㈢rSjCa8对LPS刺激下RAW264.7细胞的作用:①将rSjCa8加入到LPS预处理过的RAW264.7细胞中24h,用总一氧化氮检测试剂盒检测细胞上清液中的NO含量;②在LPS刺激24小时的细胞中加入rSjCa8至不同浓度,用一氧化氮绿色荧光探针DAF-AM标记细胞,并用激光共聚焦显微镜实时观察并记录荧光的强度变化。同时将一氧化氮绿色荧光探针DAF-AM和红色钙离子探针Rhod-2 am标记rSjCa8、rSjCa8加LPS以及各种钙离子通道阻滞剂、络合剂、钙池激活剂刺激24h的RAW264.7细胞,并用激光共聚焦显微镜观察拍摄探针的荧光强度。③将一氧化氮供体硝普钠(SNP)加入含有各种浓度的rSjCa8的PBS中,并孵育一段时间,收集各组液体用总一氧化氮检测试剂盒检测各组NO的释放量。④将各种浓度的rSjCa8加入含SNP(3h)的PBS中,并孵育一段时间,用总一氧化氮检测试剂盒检测各组NO的释放量。③将LPS以及LPS+rSjCa8刺激的RAW264.7细胞用Trizol处理并提取总RNA进行NO通路的荧光实时定量PCR芯片检测,并分析结果。选取差异表达基因设计引物进行RT-PCR检测。

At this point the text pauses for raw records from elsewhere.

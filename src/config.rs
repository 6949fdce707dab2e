//! Interpreter settings.

use crate::DEFAULT_MAX_EVAL_DEPTH;

/// What `define` (and any other binding) does when the name is already bound in
/// the frame it is installed into.
#[derive(Debug, Clone, Copy, PartialEq, Eq, Default)]
pub enum DefinePolicy {
    /// Leave the existing binding alone. `define` still returns the new value.
    #[default]
    KeepExisting,
    /// Replace the existing binding.
    Overwrite,
}

/// Settings shared by every environment created from one interpreter
#[derive(Debug, Clone, Copy, PartialEq, Eq)]
pub struct InterpreterConfig {
    /// Evaluation depth at which `RecursionLimitExceeded` is reported
    pub max_eval_depth: usize,
    pub define_policy: DefinePolicy,
}

impl Default for InterpreterConfig {
    fn default() -> Self {
        InterpreterConfig {
            max_eval_depth: DEFAULT_MAX_EVAL_DEPTH,
            define_policy: DefinePolicy::default(),
        }
    }
}

impl InterpreterConfig {
    pub fn with_max_eval_depth(mut self, max_eval_depth: usize) -> Self {
        self.max_eval_depth = max_eval_depth;
        self
    }

    pub fn with_define_policy(mut self, define_policy: DefinePolicy) -> Self {
        self.define_policy = define_policy;
        self
    }
}
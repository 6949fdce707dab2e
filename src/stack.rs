//! Stack growth for the recursive reader and evaluator.
//!
//! Deeply nested input and deep user recursion are bounded by the evaluator's
//! depth counter, not by the host stack. Recursive entry points wrap their body in
//! [`ensure_sufficient_stack`] so that the counter is always reached first.

/// Remaining stack below which a new segment is allocated.
const RED_ZONE: usize = 100 * 1024;

/// Size of each newly allocated stack segment.
const STACK_PER_RECURSION: usize = 1024 * 1024;

/// Run `f`, growing the stack first if less than the red zone remains.
#[inline]
#[cfg(not(target_arch = "wasm32"))]
pub fn ensure_sufficient_stack<R>(f: impl FnOnce() -> R) -> R {
    stacker::maybe_grow(RED_ZONE, STACK_PER_RECURSION, f)
}

#[inline]
#[cfg(target_arch = "wasm32")]
pub fn ensure_sufficient_stack<R>(f: impl FnOnce() -> R) -> R {
    f()
}

#[cfg(test)]
mod tests {
    use super::*;

    #[test]
    fn test_deep_recursion_does_not_overflow() {
        fn depth(n: u64) -> u64 {
            ensure_sufficient_stack(|| if n == 0 { 0 } else { depth(n - 1) + 1 })
        }

        assert_eq!(depth(100_000), 100_000);
    }
}
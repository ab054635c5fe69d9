pub mod health;
pub mod pages;

use axum::{
    extract::DefaultBodyLimit,
    routing::{get, post},
    Router,
};
use tower_http::limit::RequestBodyLimitLayer;

use crate::roast::handlers;
use crate::state::AppState;

/// Builds the application router: the web page, the JSON/multipart API, the
/// health probe, and the upload size cap.
///
/// Two limit layers on purpose: `RequestBodyLimitLayer` turns an oversized
/// Content-Length into an early 413, and `DefaultBodyLimit` raises Axum's
/// built-in 2 MB extractor cap to the configured one for streamed bodies.
pub fn build_router(state: AppState) -> Router {
    let upload_cap = state.config.max_upload_bytes;

    Router::new()
        .route("/", get(pages::serve_index).post(pages::handle_form))
        .route("/api/roast", post(handlers::handle_roast))
        .route("/api/improve", post(handlers::handle_improve))
        .route("/health", get(health::health_handler))
        .layer(DefaultBodyLimit::max(upload_cap))
        .layer(RequestBodyLimitLayer::new(upload_cap))
        .with_state(state)
}
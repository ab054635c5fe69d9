// Roast generation: tone selection, prompt construction, the completion-call
// service, and the HTTP handlers that adapt transports onto the pipeline.

pub mod handlers;
pub mod prompts;
pub mod service;
pub mod tone;
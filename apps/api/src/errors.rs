use axum::{
    http::StatusCode,
    response::{IntoResponse, Response},
    Json,
};
use serde_json::json;
use thiserror::Error;

use crate::extract::ExtractError;
use crate::llm_client::LlmError;

/// Application-level error type.
/// Implements `IntoResponse` so Axum handlers can return `Result<T, AppError>`.
#[derive(Debug, Error)]
pub enum AppError {
    #[error("{0}")]
    Validation(String),

    #[error(transparent)]
    Extraction(#[from] ExtractError),

    #[error(transparent)]
    Llm(#[from] LlmError),

    #[error("Internal server error: {0}")]
    Internal(#[from] anyhow::Error),
}

impl AppError {
    pub fn status_code(&self) -> StatusCode {
        match self {
            AppError::Validation(_) => StatusCode::BAD_REQUEST,
            // A join failure means the blocking extraction task died, which
            // is our fault, not the caller's.
            AppError::Extraction(ExtractError::TaskJoin(_)) => StatusCode::INTERNAL_SERVER_ERROR,
            AppError::Extraction(_) => StatusCode::BAD_REQUEST,
            AppError::Llm(_) => StatusCode::INTERNAL_SERVER_ERROR,
            AppError::Internal(_) => StatusCode::INTERNAL_SERVER_ERROR,
        }
    }

    /// The caller-facing message. Provider-reported reasons are passed
    /// through; internals are not.
    pub fn public_message(&self) -> String {
        match self {
            AppError::Validation(msg) => msg.clone(),
            AppError::Extraction(ExtractError::TaskJoin(_)) | AppError::Internal(_) => {
                "An unexpected error occurred. Please try again.".to_string()
            }
            AppError::Extraction(e) => e.to_string(),
            AppError::Llm(e) => e.to_string(),
        }
    }
}

impl IntoResponse for AppError {
    fn into_response(self) -> Response {
        let status = self.status_code();
        if status.is_server_error() {
            tracing::error!("request failed: {self:?}");
        } else {
            tracing::warn!("rejected request: {self}");
        }

        let body = Json(json!({ "error": self.public_message() }));
        (status, body).into_response()
    }
}
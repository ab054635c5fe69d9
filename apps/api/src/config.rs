use anyhow::{Context, Result};

/// Application configuration loaded from environment variables.
/// Constructed once at startup and carried in `AppState`; no globals.
#[derive(Debug, Clone)]
pub struct Config {
    /// Groq API key. Required; startup fails without it.
    pub groq_api_key: String,
    /// Model identifier sent with every completion request.
    pub groq_model: String,
    /// Sampling temperature for roast generation.
    pub model_temperature: f32,
    /// Completion length cap, in tokens.
    pub max_tokens: u32,
    /// Upload size cap in bytes; larger requests are refused outright.
    pub max_upload_bytes: usize,
    /// Resume text length cap in characters; longer text is truncated.
    pub max_resume_chars: usize,
    /// Timeout for a single completion call, in seconds.
    pub llm_timeout_secs: u64,
    /// Declared for deployment parity; not enforced anywhere yet.
    pub rate_limit_per_minute: u32,
    pub port: u16,
    pub rust_log: String,
}

impl Config {
    pub fn from_env() -> Result<Self> {
        dotenvy::dotenv().ok(); // load .env if present; ignore if missing

        Ok(Config {
            groq_api_key: require_env("GROQ_API_KEY")?,
            groq_model: env_or("GROQ_MODEL", "llama3-8b-8192"),
            model_temperature: parse_env("MODEL_TEMPERATURE", 0.7)?,
            max_tokens: parse_env("MAX_TOKENS", 1024)?,
            max_upload_bytes: parse_env("MAX_FILE_SIZE", 16 * 1024 * 1024)?,
            max_resume_chars: parse_env("MAX_RESUME_CHARS", 8000)?,
            llm_timeout_secs: parse_env("LLM_TIMEOUT_SECS", 60)?,
            rate_limit_per_minute: parse_env("RATE_LIMIT_PER_MINUTE", 10)?,
            port: parse_env("PORT", 5000)?,
            rust_log: env_or("RUST_LOG", "info"),
        })
    }
}

fn require_env(key: &str) -> Result<String> {
    std::env::var(key).with_context(|| format!("Required environment variable '{key}' is not set"))
}

fn env_or(key: &str, default: &str) -> String {
    std::env::var(key).unwrap_or_else(|_| default.to_string())
}

fn parse_env<T>(key: &str, default: T) -> Result<T>
where
    T: std::str::FromStr,
    T::Err: std::error::Error + Send + Sync + 'static,
{
    match std::env::var(key) {
        Ok(raw) => raw
            .parse::<T>()
            .with_context(|| format!("Environment variable '{key}' has an invalid value: '{raw}'")),
        Err(_) => Ok(default),
    }
}
//! DOCX text extraction via `docx-rs`.

use docx_rs::{DocumentChild, ParagraphChild, RunChild};

use super::ExtractError;

/// Reads a DOCX document and concatenates its paragraph text in document
/// order, one paragraph per line. Text inside hyperlinks is kept; tables,
/// headers and other non-paragraph content are skipped.
pub fn extract(bytes: &[u8]) -> Result<String, ExtractError> {
    let docx = docx_rs::read_docx(bytes).map_err(|e| ExtractError::Docx(e.to_string()))?;

    let mut lines: Vec<String> = Vec::new();
    for child in docx.document.children {
        if let DocumentChild::Paragraph(paragraph) = child {
            let line = paragraph_text(&paragraph);
            if !line.trim().is_empty() {
                lines.push(line);
            }
        }
    }

    let joined = lines.join("\n");
    let text = joined.trim();
    if text.is_empty() {
        return Err(ExtractError::EmptyDocument("DOCX"));
    }
    Ok(text.to_string())
}

fn paragraph_text(paragraph: &docx_rs::Paragraph) -> String {
    let mut text = String::new();
    for child in &paragraph.children {
        match child {
            ParagraphChild::Run(run) => append_run_text(&mut text, run),
            ParagraphChild::Hyperlink(link) => {
                for nested in &link.children {
                    if let ParagraphChild::Run(run) = nested {
                        append_run_text(&mut text, run);
                    }
                }
            }
            _ => {}
        }
    }
    text
}

fn append_run_text(text: &mut String, run: &docx_rs::Run) {
    for child in &run.children {
        match child {
            RunChild::Text(t) => text.push_str(&t.text),
            RunChild::Tab(_) => text.push('\t'),
            RunChild::Break(_) => text.push('\n'),
            _ => {}
        }
    }
}

#[cfg(test)]
mod tests {
    use super::*;
    use docx_rs::{Docx, Paragraph, Run};

    fn docx_bytes(docx: Docx) -> Vec<u8> {
        let mut buf = std::io::Cursor::new(Vec::new());
        docx.build().pack(&mut buf).unwrap();
        buf.into_inner()
    }

    #[test]
    fn test_extracts_paragraphs_in_order() {
        let bytes = docx_bytes(
            Docx::new()
                .add_paragraph(Paragraph::new().add_run(Run::new().add_text("Jane Doe")))
                .add_paragraph(Paragraph::new().add_run(Run::new().add_text("Software Engineer"))),
        );
        assert_eq!(extract(&bytes).unwrap(), "Jane Doe\nSoftware Engineer");
    }

    #[test]
    fn test_blank_paragraphs_are_dropped() {
        let bytes = docx_bytes(
            Docx::new()
                .add_paragraph(Paragraph::new().add_run(Run::new().add_text("Header")))
                .add_paragraph(Paragraph::new())
                .add_paragraph(Paragraph::new().add_run(Run::new().add_text("Body"))),
        );
        assert_eq!(extract(&bytes).unwrap(), "Header\nBody");
    }

    #[test]
    fn test_document_with_no_text_is_an_error() {
        let bytes = docx_bytes(Docx::new().add_paragraph(Paragraph::new()));
        assert!(matches!(extract(&bytes).unwrap_err(), ExtractError::EmptyDocument(_)));
    }

    #[test]
    fn test_garbage_bytes_are_a_parse_error() {
        let err = extract(b"definitely not a zip archive").unwrap_err();
        assert!(matches!(err, ExtractError::Docx(_)));
    }
}
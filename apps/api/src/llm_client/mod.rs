/// Completion client: the single point of entry for all Groq API calls.
///
/// ARCHITECTURAL RULE: No other module may call the completion API directly.
/// Everything goes through the `ChatCompletions` trait, so tests can swap in
/// a scripted backend.
use async_trait::async_trait;
use reqwest::Client;
use serde::{Deserialize, Serialize};
use thiserror::Error;
use tracing::debug;

use crate::config::Config;

const GROQ_API_URL: &str = "https://api.groq.com/openai/v1/chat/completions";

#[derive(Debug, Error)]
pub enum LlmError {
    #[error("request to completion provider failed: {0}")]
    Http(#[from] reqwest::Error),

    #[error("completion provider error (status {status}): {message}")]
    Api { status: u16, message: String },

    #[error("no completion choices returned")]
    NoChoices,
}

#[derive(Debug, Serialize)]
struct ChatRequest<'a> {
    model: &'a str,
    messages: Vec<ChatMessage<'a>>,
    temperature: f32,
    max_tokens: u32,
    top_p: f32,
    stream: bool,
}

#[derive(Debug, Serialize)]
struct ChatMessage<'a> {
    role: &'a str,
    content: &'a str,
}

#[derive(Debug, Deserialize)]
struct ChatResponse {
    choices: Vec<ChatChoice>,
    usage: Option<Usage>,
}

#[derive(Debug, Deserialize)]
struct ChatChoice {
    message: ChoiceMessage,
}

#[derive(Debug, Deserialize)]
struct ChoiceMessage {
    content: String,
}

#[derive(Debug, Deserialize)]
struct Usage {
    prompt_tokens: u32,
    completion_tokens: u32,
}

#[derive(Debug, Deserialize)]
struct ApiError {
    error: ApiErrorBody,
}

#[derive(Debug, Deserialize)]
struct ApiErrorBody {
    message: String,
}

/// A single non-streamed chat completion: a system message and a user
/// message in, one text reply out.
#[async_trait]
pub trait ChatCompletions: Send + Sync {
    async fn complete(
        &self,
        system: &str,
        user: &str,
        temperature: f32,
        max_tokens: u32,
    ) -> Result<String, LlmError>;
}

/// Production client for the Groq OpenAI-compatible chat completion API.
#[derive(Clone)]
pub struct GroqClient {
    client: Client,
    api_key: String,
    model: String,
}

impl GroqClient {
    pub fn new(config: &Config) -> Self {
        Self {
            client: Client::builder()
                .timeout(std::time::Duration::from_secs(config.llm_timeout_secs))
                .build()
                .expect("Failed to build HTTP client"),
            api_key: config.groq_api_key.clone(),
            model: config.groq_model.clone(),
        }
    }

    pub fn model(&self) -> &str {
        &self.model
    }
}

#[async_trait]
impl ChatCompletions for GroqClient {
    /// Makes a single call to the completion API. No retry: transient
    /// provider failures surface to the caller, who reports them as-is.
    async fn complete(
        &self,
        system: &str,
        user: &str,
        temperature: f32,
        max_tokens: u32,
    ) -> Result<String, LlmError> {
        let request_body = ChatRequest {
            model: &self.model,
            messages: vec![
                ChatMessage {
                    role: "system",
                    content: system,
                },
                ChatMessage {
                    role: "user",
                    content: user,
                },
            ],
            temperature,
            max_tokens,
            top_p: 1.0,
            stream: false,
        };

        let response = self
            .client
            .post(GROQ_API_URL)
            .bearer_auth(&self.api_key)
            .json(&request_body)
            .send()
            .await?;

        let status = response.status();
        if !status.is_success() {
            let body = response.text().await.unwrap_or_default();
            // Prefer the provider's structured error message when present
            let message = serde_json::from_str::<ApiError>(&body)
                .map(|e| e.error.message)
                .unwrap_or(body);
            return Err(LlmError::Api {
                status: status.as_u16(),
                message,
            });
        }

        let completion: ChatResponse = response.json().await?;

        if let Some(usage) = &completion.usage {
            debug!(
                "completion call succeeded: prompt_tokens={}, completion_tokens={}",
                usage.prompt_tokens, usage.completion_tokens
            );
        }

        completion
            .choices
            .into_iter()
            .next()
            .map(|choice| choice.message.content)
            .ok_or(LlmError::NoChoices)
    }
}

结果:⑴SjCa8对巨噬细胞的形态和凋亡无明显影响,但可明显抑制巨噬细胞迁移,并能够促进巨噬细胞的增殖;⑵rSjCa8能够降低LPS诱导RAW264.7细胞产生一氧化氮的水平,表现为细胞上清液中的NO含量减少、细胞iNOS的表达下调,并发现该作用可能与RAW264.7细胞内钙离子浓度相关;⑶在LPS刺激下,RAW264.7细胞的过氧化氢酶(catalase)表达量下调,而rSjCa8能够拮抗LPS的这种作用,表现为RAW264.7细胞catalase表达明显上调。
结论:日本血吸虫尾蚴分泌蛋白SjCa8具有抑制宿主巨噬细胞的迁移及NO释放的免疫学功能。提示了SjCa8是一个免疫调节分子,值得进一步研究。